Still, I agree that it is a bit strange, and lacks some of the elegance of the other traditions. Hopefully future traditions from supplements will be a bit more inspired than that.


----------



## KingCrab (Dec 14, 2007)

TwinBahamut said:
			
		

> I suppose it is because both ice and acid are mostly water, and they are the two most prominent forms of water that burn and destroy living tissue. They do have some resemblance in that regard.

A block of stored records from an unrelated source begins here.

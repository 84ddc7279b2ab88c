//! Strategy comparison harness
//!
//! Runs every registered strategy against the same profiled seed
//! collection, re-profiles each result, evaluates it, and collects a
//! name-to-metrics mapping. Strategies are independent of each other and
//! of the seed collection, so the fan-out runs on rayon with no shared
//! state beyond the collected results. Each strategy draws from its own
//! seeded random stream; a failing strategy propagates its error instead
//! of being dropped from the comparison.

use std::collections::BTreeMap;

use indicatif::{ProgressBar, ProgressStyle};
use rayon::prelude::*;
use serde::Serialize;

use crate::evaluator::{Evaluator, Metrics};
use crate::mutation::{MutationConfig, Mutator, StrategyKind};
use crate::profiler::{PredicateSet, Profiler};
use crate::record::Record;
use crate::{Error, Result};

/// Aggregated metrics over repeated comparison trials
#[derive(Debug, Clone, Default, Serialize)]
pub struct TrialSummary {
    /// Number of trials aggregated
    pub trials: usize,
    /// Mean distinct-branch-vector coverage
    pub mean_coverage: f64,
    /// Mean fault count
    pub mean_faults: f64,
    /// Mean naturalness percentage
    pub mean_naturalness: f64,
}

/// Compares mutation strategies over a shared seed collection
#[derive(Debug, Clone)]
pub struct ComparisonHarness {
    strategies: Vec<StrategyKind>,
    predicates: PredicateSet,
    config: MutationConfig,
    base_seed: u64,
    show_progress: bool,
}

impl ComparisonHarness {
    /// Create a harness with all strategies, the sales predicate set, and
    /// the default mutation configuration
    #[must_use]
    pub fn new() -> Self {
        Self {
            strategies: StrategyKind::all(),
            predicates: PredicateSet::sales(),
            config: MutationConfig::default(),
            base_seed: 42,
            show_progress: false,
        }
    }

    /// Set the strategies to compare
    #[must_use]
    pub fn strategies(mut self, strategies: Vec<StrategyKind>) -> Self {
        self.strategies = strategies;
        self
    }

    /// Set the branch predicate set
    #[must_use]
    pub fn predicates(mut self, predicates: PredicateSet) -> Self {
        self.predicates = predicates;
        self
    }

    /// Set the mutation configuration
    #[must_use]
    pub fn config(mut self, config: MutationConfig) -> Self {
        self.config = config;
        self
    }

    /// Set the base random seed
    #[must_use]
    pub fn seed(mut self, seed: u64) -> Self {
        self.base_seed = seed;
        self
    }

    /// Enable or disable the trial progress bar
    #[must_use]
    pub fn show_progress(mut self, show: bool) -> Self {
        self.show_progress = show;
        self
    }

    /// Run every strategy once and collect per-strategy metrics
    ///
    /// Each strategy consumes an independent seeded stream derived from
    /// the base seed, so the comparison is reproducible and order does
    /// not affect results.
    ///
    /// # Errors
    ///
    /// Returns [`Error::Configuration`] when no strategies are registered
    /// or the mutation configuration is invalid, and propagates any
    /// strategy's evaluation failure.
    pub fn compare(&self, seed_records: &[Record]) -> Result<BTreeMap<String, Metrics>> {
        self.compare_seeded(seed_records, self.base_seed)
    }

    fn compare_seeded(
        &self,
        seed_records: &[Record],
        base_seed: u64,
    ) -> Result<BTreeMap<String, Metrics>> {
        if self.strategies.is_empty() {
            return Err(Error::Configuration(
                "no strategies registered for comparison".to_string(),
            ));
        }
        self.config.validate()?;

        let profiler = Profiler::new(self.predicates.clone());
        let evaluator = Evaluator::with_bounds(self.config.bounds.clone());
        let mutator = Mutator::with_config(self.config.clone());
        let profiled = profiler.profile(seed_records);

        let results: Vec<(String, Metrics)> = self
            .strategies
            .par_iter()
            .enumerate()
            .map(|(index, kind)| {
                let stream_seed = base_seed.wrapping_add(index as u64);
                let mutated = mutator.mutate(*kind, &profiled, &self.predicates, stream_seed)?;
                let reprofiled = profiler.profile(&mutated);
                let metrics = evaluator.evaluate(&reprofiled)?;
                Ok((kind.to_string(), metrics))
            })
            .collect::<Result<Vec<_>>>()?;

        Ok(results.into_iter().collect())
    }

    /// Repeat the comparison over derived seeds and aggregate means
    ///
    /// Trial `t` runs with base seed `base_seed + t`; trials execute in
    /// parallel, each with its own derived streams.
    ///
    /// # Errors
    ///
    /// Returns [`Error::Configuration`] when `trials` is zero and
    /// propagates any trial's failure.
    pub fn run_trials(
        &self,
        seed_records: &[Record],
        trials: usize,
    ) -> Result<BTreeMap<String, TrialSummary>> {
        if trials == 0 {
            return Err(Error::Configuration(
                "trial count must be at least 1".to_string(),
            ));
        }

        let progress = if self.show_progress {
            let pb = ProgressBar::new(trials as u64);
            // Template is hardcoded and known to be valid
            if let Ok(style) = ProgressStyle::default_bar().template(
                "{spinner:.green} [{elapsed_precise}] [{bar:40.cyan/blue}] {pos}/{len} ({eta})",
            ) {
                pb.set_style(style.progress_chars("#>-"));
            }
            Some(pb)
        } else {
            None
        };

        let per_trial: Vec<BTreeMap<String, Metrics>> = (0..trials)
            .into_par_iter()
            .map(|trial| {
                let result =
                    self.compare_seeded(seed_records, self.base_seed.wrapping_add(trial as u64));
                if let Some(pb) = &progress {
                    pb.inc(1);
                }
                result
            })
            .collect::<Result<Vec<_>>>()?;

        if let Some(pb) = &progress {
            pb.finish_with_message("Trials complete");
        }

        let mut sums: BTreeMap<String, (usize, f64, f64, f64)> = BTreeMap::new();
        for trial in &per_trial {
            for (name, metrics) in trial {
                let entry = sums.entry(name.clone()).or_default();
                entry.0 += 1;
                entry.1 += metrics.coverage as f64;
                entry.2 += metrics.faults as f64;
                entry.3 += metrics.naturalness;
            }
        }

        Ok(sums
            .into_iter()
            .map(|(name, (count, coverage, faults, naturalness))| {
                let n = count as f64;
                (
                    name,
                    TrialSummary {
                        trials: count,
                        mean_coverage: coverage / n,
                        mean_faults: faults / n,
                        mean_naturalness: naturalness / n,
                    },
                )
            })
            .collect())
    }
}

impl Default for ComparisonHarness {
    fn default() -> Self {
        Self::new()
    }
}

#[cfg(test)]
mod tests {
    use super::*;
    use crate::dataset;
    use crate::record::DomainBounds;

    fn harness() -> ComparisonHarness {
        let seed = dataset::demo_seed();
        let config = MutationConfig {
            preserve_id: dataset::seed_fault_id(&seed, &DomainBounds::default()),
            ..MutationConfig::default()
        };
        ComparisonHarness::new().config(config)
    }

    #[test]
    fn test_compare_covers_all_strategies() {
        let results = harness()
            .compare(&dataset::demo_seed())
            .expect("comparison should succeed");
        assert_eq!(results.len(), 3);
        for name in ["guided", "random", "boundary"] {
            assert!(results.contains_key(name), "missing {name}");
        }
    }

    #[test]
    fn test_compare_is_reproducible() {
        let seed = dataset::demo_seed();
        let h = harness();
        let a = h.compare(&seed).expect("comparison should succeed");
        let b = h.compare(&seed).expect("comparison should succeed");
        for (name, metrics) in &a {
            let other = &b[name];
            assert_eq!(metrics.coverage, other.coverage);
            assert_eq!(metrics.faults, other.faults);
            assert!((metrics.naturalness - other.naturalness).abs() < f64::EPSILON);
        }
    }

    #[test]
    fn test_compare_empty_strategy_list() {
        let result = harness()
            .strategies(Vec::new())
            .compare(&dataset::demo_seed());
        assert!(matches!(result, Err(Error::Configuration(_))));
    }

    #[test]
    fn test_compare_propagates_empty_input() {
        // Zero seed records make every strategy's evaluation fail; the
        // harness must propagate, not drop, the failure.
        let result = harness().compare(&[]);
        assert!(matches!(result, Err(Error::EmptyInput)));
    }

    #[test]
    fn test_compare_propagates_bad_config() {
        let result = harness()
            .config(MutationConfig {
                donor_splice_probability: 7.0,
                ..MutationConfig::default()
            })
            .compare(&dataset::demo_seed());
        assert!(matches!(result, Err(Error::Configuration(_))));
    }

    #[test]
    fn test_scenario_guided_preserves_fault_and_stays_natural() {
        // Five-record seed, fault at id 4 with adjustment +10: guided
        // mutation must keep the fault reachable and keep naturalness
        // strictly between the degenerate extremes.
        let seed = dataset::demo_seed();
        for base_seed in [0, 7, 42, 1234] {
            let results = harness()
                .seed(base_seed)
                .compare(&seed)
                .expect("comparison should succeed");
            let guided = &results["guided"];
            assert!(guided.faults >= 1, "seed {base_seed}: fault suppressed");
            assert!(
                guided
                    .faulty_records
                    .iter()
                    .any(|r| r.id == 4 && (r.adjustment - 10.0).abs() < f64::EPSILON),
                "seed {base_seed}: preserved fault missing from report"
            );
            assert!(guided.naturalness > 0.0, "seed {base_seed}");
            assert!(guided.naturalness < 100.0, "seed {base_seed}");
        }
    }

    #[test]
    fn test_coverage_bounds_hold_for_all_strategies() {
        let results = harness()
            .compare(&dataset::demo_seed())
            .expect("comparison should succeed");
        for (name, metrics) in &results {
            assert!(metrics.coverage >= 1, "{name}");
            assert!(metrics.coverage <= 8, "{name}"); // 2^3 predicates
            assert_eq!(metrics.total, 5, "{name}");
        }
    }

    #[test]
    fn test_run_trials_aggregates_means() {
        let summaries = harness()
            .run_trials(&dataset::demo_seed(), 4)
            .expect("trials should succeed");
        assert_eq!(summaries.len(), 3);
        for (name, summary) in &summaries {
            assert_eq!(summary.trials, 4, "{name}");
            assert!(summary.mean_coverage >= 1.0, "{name}");
            assert!(summary.mean_naturalness >= 0.0, "{name}");
            assert!(summary.mean_naturalness <= 100.0, "{name}");
        }
    }

    #[test]
    fn test_run_trials_zero_is_config_error() {
        let result = harness().run_trials(&dataset::demo_seed(), 0);
        assert!(matches!(result, Err(Error::Configuration(_))));
    }

    #[test]
    fn test_run_trials_single_matches_compare() {
        let seed = dataset::demo_seed();
        let h = harness();
        let single = h.run_trials(&seed, 1).expect("trials should succeed");
        let direct = h.compare(&seed).expect("comparison should succeed");
        for (name, summary) in &single {
            let metrics = &direct[name];
            assert!((summary.mean_coverage - metrics.coverage as f64).abs() < f64::EPSILON);
            assert!((summary.mean_faults - metrics.faults as f64).abs() < f64::EPSILON);
            assert!((summary.mean_naturalness - metrics.naturalness).abs() < f64::EPSILON);
        }
    }
}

Ah, sort of a hydromancer.  I hadn't thought of that (thinking of cold as lack of heat) but it does offer an explanation for their reasoning.  I guess if we think of lightning mages as covering the air, we have air, water, and fire covered.


----------



## KingCrab (Dec 14, 2007)

Mourn said:
			
		

> Are you proposing Pudding Wyvern Adept in it's place?
> 
> I could go for that.




That is most certainly my contribution.  I won't even charge WotC for it if they change the name.


----------



## ehren37 (Dec 14, 2007)

KingCrab said:
			
		

> My issue with Emerald Frost isn't as much the name (which I dislike) as the grouping of effects (cold and poison).  I really don't think cold and poison really fit together.  I like the idea of a cryomancer, I even like the idea of a acid mage.  I don't like the idea that they go together.  I guess you could play one and only focus on half of your abilities, but then there will likely be a substantial power loss.  Why not develop the two seperately?
> 
> Why does cold fit better with acid than lightning or fire?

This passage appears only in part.